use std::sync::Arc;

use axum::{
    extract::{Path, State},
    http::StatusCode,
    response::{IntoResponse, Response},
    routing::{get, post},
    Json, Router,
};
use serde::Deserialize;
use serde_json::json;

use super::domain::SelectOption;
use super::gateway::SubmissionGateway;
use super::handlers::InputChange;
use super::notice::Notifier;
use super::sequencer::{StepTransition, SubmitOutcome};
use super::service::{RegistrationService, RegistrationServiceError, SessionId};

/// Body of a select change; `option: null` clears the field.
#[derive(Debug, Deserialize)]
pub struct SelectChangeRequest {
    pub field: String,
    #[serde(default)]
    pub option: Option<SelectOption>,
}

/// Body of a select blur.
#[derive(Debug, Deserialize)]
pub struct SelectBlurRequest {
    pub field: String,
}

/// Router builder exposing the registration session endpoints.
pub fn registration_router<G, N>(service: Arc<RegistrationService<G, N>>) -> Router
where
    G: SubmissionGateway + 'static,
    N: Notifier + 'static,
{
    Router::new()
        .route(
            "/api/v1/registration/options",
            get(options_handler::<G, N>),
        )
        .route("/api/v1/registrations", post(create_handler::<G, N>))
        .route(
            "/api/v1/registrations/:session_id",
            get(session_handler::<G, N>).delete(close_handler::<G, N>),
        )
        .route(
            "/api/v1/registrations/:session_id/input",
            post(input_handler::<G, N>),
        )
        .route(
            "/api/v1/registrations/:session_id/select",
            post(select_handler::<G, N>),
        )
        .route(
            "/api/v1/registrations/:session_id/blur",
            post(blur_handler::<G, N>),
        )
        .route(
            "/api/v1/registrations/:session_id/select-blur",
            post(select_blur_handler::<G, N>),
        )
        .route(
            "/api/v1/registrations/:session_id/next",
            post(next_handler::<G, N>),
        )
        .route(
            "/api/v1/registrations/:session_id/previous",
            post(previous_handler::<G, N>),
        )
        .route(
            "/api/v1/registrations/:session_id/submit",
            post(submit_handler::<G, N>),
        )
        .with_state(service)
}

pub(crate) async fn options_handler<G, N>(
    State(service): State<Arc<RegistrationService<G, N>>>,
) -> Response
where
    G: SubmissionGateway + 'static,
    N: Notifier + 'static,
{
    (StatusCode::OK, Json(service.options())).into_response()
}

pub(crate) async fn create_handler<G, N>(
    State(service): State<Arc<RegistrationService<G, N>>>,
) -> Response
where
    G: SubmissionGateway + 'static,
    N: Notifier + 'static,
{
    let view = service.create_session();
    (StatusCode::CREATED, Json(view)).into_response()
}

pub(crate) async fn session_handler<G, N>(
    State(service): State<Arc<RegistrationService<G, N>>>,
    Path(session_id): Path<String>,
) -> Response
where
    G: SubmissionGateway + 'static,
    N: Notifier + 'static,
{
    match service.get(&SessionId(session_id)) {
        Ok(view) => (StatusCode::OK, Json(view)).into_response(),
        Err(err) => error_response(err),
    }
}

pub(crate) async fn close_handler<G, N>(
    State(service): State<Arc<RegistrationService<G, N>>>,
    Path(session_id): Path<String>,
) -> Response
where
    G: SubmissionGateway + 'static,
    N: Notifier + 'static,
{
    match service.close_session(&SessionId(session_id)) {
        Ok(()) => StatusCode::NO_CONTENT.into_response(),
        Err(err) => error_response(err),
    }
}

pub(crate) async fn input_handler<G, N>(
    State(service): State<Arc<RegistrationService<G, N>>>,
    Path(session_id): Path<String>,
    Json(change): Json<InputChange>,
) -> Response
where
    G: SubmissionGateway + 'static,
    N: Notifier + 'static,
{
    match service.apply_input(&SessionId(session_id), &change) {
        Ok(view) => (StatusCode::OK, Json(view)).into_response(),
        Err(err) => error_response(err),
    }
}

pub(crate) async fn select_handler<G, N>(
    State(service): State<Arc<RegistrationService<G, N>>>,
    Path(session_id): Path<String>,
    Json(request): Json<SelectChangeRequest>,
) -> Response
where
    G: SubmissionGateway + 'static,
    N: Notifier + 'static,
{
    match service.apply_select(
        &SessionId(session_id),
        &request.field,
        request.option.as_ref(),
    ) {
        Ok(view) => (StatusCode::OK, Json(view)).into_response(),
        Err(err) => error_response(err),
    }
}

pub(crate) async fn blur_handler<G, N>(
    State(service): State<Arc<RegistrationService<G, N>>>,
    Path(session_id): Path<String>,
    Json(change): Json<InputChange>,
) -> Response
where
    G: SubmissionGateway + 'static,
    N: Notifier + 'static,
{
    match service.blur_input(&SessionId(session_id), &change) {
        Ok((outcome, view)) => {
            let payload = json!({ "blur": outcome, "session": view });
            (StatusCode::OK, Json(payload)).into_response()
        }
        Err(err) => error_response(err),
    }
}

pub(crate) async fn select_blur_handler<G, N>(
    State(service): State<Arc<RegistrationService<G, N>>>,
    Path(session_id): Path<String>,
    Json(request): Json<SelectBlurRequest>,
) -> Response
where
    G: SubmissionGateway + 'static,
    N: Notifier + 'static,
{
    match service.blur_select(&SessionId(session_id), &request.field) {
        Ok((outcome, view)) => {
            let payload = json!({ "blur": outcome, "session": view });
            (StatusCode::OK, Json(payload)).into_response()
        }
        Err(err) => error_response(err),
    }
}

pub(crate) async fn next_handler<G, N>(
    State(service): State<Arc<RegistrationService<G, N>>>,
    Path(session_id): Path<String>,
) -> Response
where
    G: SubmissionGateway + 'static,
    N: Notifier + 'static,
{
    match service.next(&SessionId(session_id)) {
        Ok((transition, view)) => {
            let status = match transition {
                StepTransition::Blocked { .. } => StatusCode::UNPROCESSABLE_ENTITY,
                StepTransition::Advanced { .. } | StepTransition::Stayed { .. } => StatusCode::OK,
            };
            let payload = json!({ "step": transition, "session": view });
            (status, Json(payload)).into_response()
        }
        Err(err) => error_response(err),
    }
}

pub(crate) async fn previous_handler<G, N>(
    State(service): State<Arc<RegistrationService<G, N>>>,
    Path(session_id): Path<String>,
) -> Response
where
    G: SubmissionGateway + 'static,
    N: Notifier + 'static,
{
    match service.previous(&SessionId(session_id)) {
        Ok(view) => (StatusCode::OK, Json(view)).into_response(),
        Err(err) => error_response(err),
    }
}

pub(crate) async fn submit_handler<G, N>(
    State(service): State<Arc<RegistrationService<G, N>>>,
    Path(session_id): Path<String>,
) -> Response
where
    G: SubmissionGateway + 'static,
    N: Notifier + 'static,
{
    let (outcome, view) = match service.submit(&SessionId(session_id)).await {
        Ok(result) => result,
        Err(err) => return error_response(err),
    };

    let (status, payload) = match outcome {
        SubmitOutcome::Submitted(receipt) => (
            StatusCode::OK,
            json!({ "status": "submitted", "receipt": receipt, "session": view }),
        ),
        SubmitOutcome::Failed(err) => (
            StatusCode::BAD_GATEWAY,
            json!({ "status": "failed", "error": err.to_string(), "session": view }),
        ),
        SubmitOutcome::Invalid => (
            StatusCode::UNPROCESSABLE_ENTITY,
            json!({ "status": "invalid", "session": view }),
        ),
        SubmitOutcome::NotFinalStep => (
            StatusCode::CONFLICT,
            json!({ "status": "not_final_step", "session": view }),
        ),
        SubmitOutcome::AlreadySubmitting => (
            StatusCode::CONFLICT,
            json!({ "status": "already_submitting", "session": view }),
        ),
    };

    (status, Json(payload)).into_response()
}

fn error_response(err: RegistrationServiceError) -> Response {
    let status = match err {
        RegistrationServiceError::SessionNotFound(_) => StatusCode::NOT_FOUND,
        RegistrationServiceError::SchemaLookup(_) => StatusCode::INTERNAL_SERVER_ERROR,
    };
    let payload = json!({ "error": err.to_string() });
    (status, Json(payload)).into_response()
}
▬▬▬▬▬▬▬▬▬▬
YOUR GOAL: The entries above should be repeated exactly, every one of them.

REPLY TO THE EXERCISE:
use std::sync::Arc;

use axum::{
    extract::{Path, State},
    http::StatusCode,
    response::{IntoResponse, Response},
    routing::{get, post},
    Json, Router,
};
use serde::Deserialize;
use serde_json::json;

use super::domain::SelectOption;
use super::gateway::SubmissionGateway;
use super::handlers::InputChange;
use super::notice::Notifier;
use super::sequencer::{StepTransition, SubmitOutcome};
use super::service::{RegistrationService, RegistrationServiceError, SessionId};

/// Body of a select change; `option: null` clears the field.
#[derive(Debug, Deserialize)]
pub struct SelectChangeRequest {
    pub field: String,
    #[serde(default)]
    pub option: Option<SelectOption>,
}

/// Body of a select blur.
#[derive(Debug, Deserialize)]
pub struct SelectBlurRequest {
    pub field: String,
}

/// Router builder exposing the registration session endpoints.
pub fn registration_router<G, N>(service: Arc<RegistrationService<G, N>>) -> Router
where
    G: SubmissionGateway + 'static,
    N: Notifier + 'static,
{
    Router::new()
        .route(
            "/api/v1/registration/options",
            get(options_handler::<G, N>),
        )
        .route("/api/v1/registrations", post(create_handler::<G, N>))
        .route(
            "/api/v1/registrations/:session_id",
            get(session_handler::<G, N>).delete(close_handler::<G, N>),
        )
        .route(
            "/api/v1/registrations/:session_id/input",
            post(input_handler::<G, N>),
        )
        .route(
            "/api/v1/registrations/:session_id/select",
            post(select_handler::<G, N>),
        )
        .route(
            "/api/v1/registrations/:session_id/blur",
            post(blur_handler::<G, N>),
        )
        .route(
            "/api/v1/registrations/:session_id/select-blur",
            post(select_blur_handler::<G, N>),
        )
        .route(
            "/api/v1/registrations/:session_id/next",
            post(next_handler::<G, N>),
        )
        .route(
            "/api/v1/registrations/:session_id/previous",
            post(previous_handler::<G, N>),
        )
        .route(
            "/api/v1/registrations/:session_id/submit",
            post(submit_handler::<G, N>),
        )
        .with_state(service)
}

pub(crate) async fn options_handler<G, N>(
    State(service): State<Arc<RegistrationService<G, N>>>,
) -> Response
where
    G: SubmissionGateway + 'static,
    N: Notifier + 'static,
{
    (StatusCode::OK, Json(service.options())).into_response()
}

pub(crate) async fn create_handler<G, N>(
    State(service): State<Arc<RegistrationService<G, N>>>,
) -> Response
where
    G: SubmissionGateway + 'static,
    N: Notifier + 'static,
{
    let view = service.create_session();
    (StatusCode::CREATED, Json(view)).into_response()
}

pub(crate) async fn session_handler<G, N>(
    State(service): State<Arc<RegistrationService<G, N>>>,
    Path(session_id): Path<String>,
) -> Response
where
    G: SubmissionGateway + 'static,
    N: Notifier + 'static,
{
    match service.get(&SessionId(session_id)) {
        Ok(view) => (StatusCode::OK, Json(view)).into_response(),
        Err(err) => error_response(err),
    }
}

pub(crate) async fn close_handler<G, N>(
    State(service): State<Arc<RegistrationService<G, N>>>,
    Path(session_id): Path<String>,
) -> Response
where
    G: SubmissionGateway + 'static,
    N: Notifier + 'static,
{
    match service.close_session(&SessionId(session_id)) {
        Ok(()) => StatusCode::NO_CONTENT.into_response(),
        Err(err) => error_response(err),
    }
}

pub(crate) async fn input_handler<G, N>(
    State(service): State<Arc<RegistrationService<G, N>>>,
    Path(session_id): Path<String>,
    Json(change): Json<InputChange>,
) -> Response
where
    G: SubmissionGateway + 'static,
    N: Notifier + 'static,
{
    match service.apply_input(&SessionId(session_id), &change) {
        Ok(view) => (StatusCode::OK, Json(view)).into_response(),
        Err(err) => error_response(err),
    }
}

pub(crate) async fn select_handler<G, N>(
    State(service): State<Arc<RegistrationService<G, N>>>,
    Path(session_id): Path<String>,
    Json(request): Json<SelectChangeRequest>,
) -> Response
where
    G: SubmissionGateway + 'static,
    N: Notifier + 'static,
{
    match service.apply_select(
        &SessionId(session_id),
        &request.field,
        request.option.as_ref(),
    ) {
        Ok(view) => (StatusCode::OK, Json(view)).into_response(),
        Err(err) => error_response(err),
    }
}

pub(crate) async fn blur_handler<G, N>(
    State(service): State<Arc<RegistrationService<G, N>>>,
    Path(session_id): Path<String>,
    Json(change): Json<InputChange>,
) -> Response
where
    G: SubmissionGateway + 'static,
    N: Notifier + 'static,
{
    match service.blur_input(&SessionId(session_id), &change) {
        Ok((outcome, view)) => {
            let payload = json!({ "blur": outcome, "session": view });
            (StatusCode::OK, Json(payload)).into_response()
        }
        Err(err) => error_response(err),
    }
}

pub(crate) async fn select_blur_handler<G, N>(
    State(service): State<Arc<RegistrationService<G, N>>>,
    Path(session_id): Path<String>,
    Json(request): Json<SelectBlurRequest>,
) -> Response
where
    G: SubmissionGateway + 'static,
    N: Notifier + 'static,
{
    match service.blur_select(&SessionId(session_id), &request.field) {
        Ok((outcome, view)) => {
            let payload = json!({ "blur": outcome, "session": view });
            (StatusCode::OK, Json(payload)).into_response()
        }
        Err(err) => error_response(err),
    }
}

pub(crate) async fn next_handler<G, N>(
    State(service): State<Arc<RegistrationService<G, N>>>,
    Path(session_id): Path<String>,
) -> Response
where
    G: SubmissionGateway + 'static,
    N: Notifier + 'static,
{
    match service.next(&SessionId(session_id)) {
        Ok((transition, view)) => {
            let status = match transition {
                StepTransition::Blocked { .. } => StatusCode::UNPROCESSABLE_ENTITY,
                StepTransition::Advanced { .. } | StepTransition::Stayed { .. } => StatusCode::OK,
            };
            let payload = json!({ "step": transition, "session": view });
            (status, Json(payload)).into_response()
        }
        Err(err) => error_response(err),
    }
}

pub(crate) async fn previous_handler<G, N>(
    State(service): State<Arc<RegistrationService<G, N>>>,
    Path(session_id): Path<String>,
) -> Response
where
    G: SubmissionGateway + 'static,
    N: Notifier + 'static,
{
    match service.previous(&SessionId(session_id)) {
        Ok(view) => (StatusCode::OK, Json(view)).into_response(),
        Err(err) => error_response(err),
    }
}

pub(crate) async fn submit_handler<G, N>(
    State(service): State<Arc<RegistrationService<G, N>>>,
    Path(session_id): Path<String>,
) -> Response
where
    G: SubmissionGateway + 'static,
    N: Notifier + 'static,
{
    let (outcome, view) = match service.submit(&SessionId(session_id)).await {
        Ok(result) => result,
        Err(err) => return error_response(err),
    };

    let (status, payload) = match outcome {
        SubmitOutcome::Submitted(receipt) => (
            StatusCode::OK,
            json!({ "status": "submitted", "receipt": receipt, "session": view }),
        ),
        SubmitOutcome::Failed(err) => (
            StatusCode::BAD_GATEWAY,
            json!({ "status": "failed", "error": err.to_string(), "session": view }),
        ),
        SubmitOutcome::Invalid => (
            StatusCode::UNPROCESSABLE_ENTITY,
            json!({ "status": "invalid", "session": view }),
        ),
        SubmitOutcome::NotFinalStep => (
            StatusCode::CONFLICT,
            json!({ "status": "not_final_step", "session": view }),
        ),
        SubmitOutcome::AlreadySubmitting => (
            StatusCode::CONFLICT,
            json!({ "status": "already_submitting", "session": view }),
        ),
    };

    (status, Json(payload)).into_response()
}

fn error_response(err: RegistrationServiceError) -> Response {
    let status = match err {
        RegistrationServiceError::SessionNotFound(_) => StatusCode::NOT_FOUND,
        RegistrationServiceError::SchemaLookup(_) => StatusCode::INTERNAL_SERVER_ERROR,
    };
    let payload = json!({ "error": err.to_string() });
    (status, Json(payload)).into_response()
}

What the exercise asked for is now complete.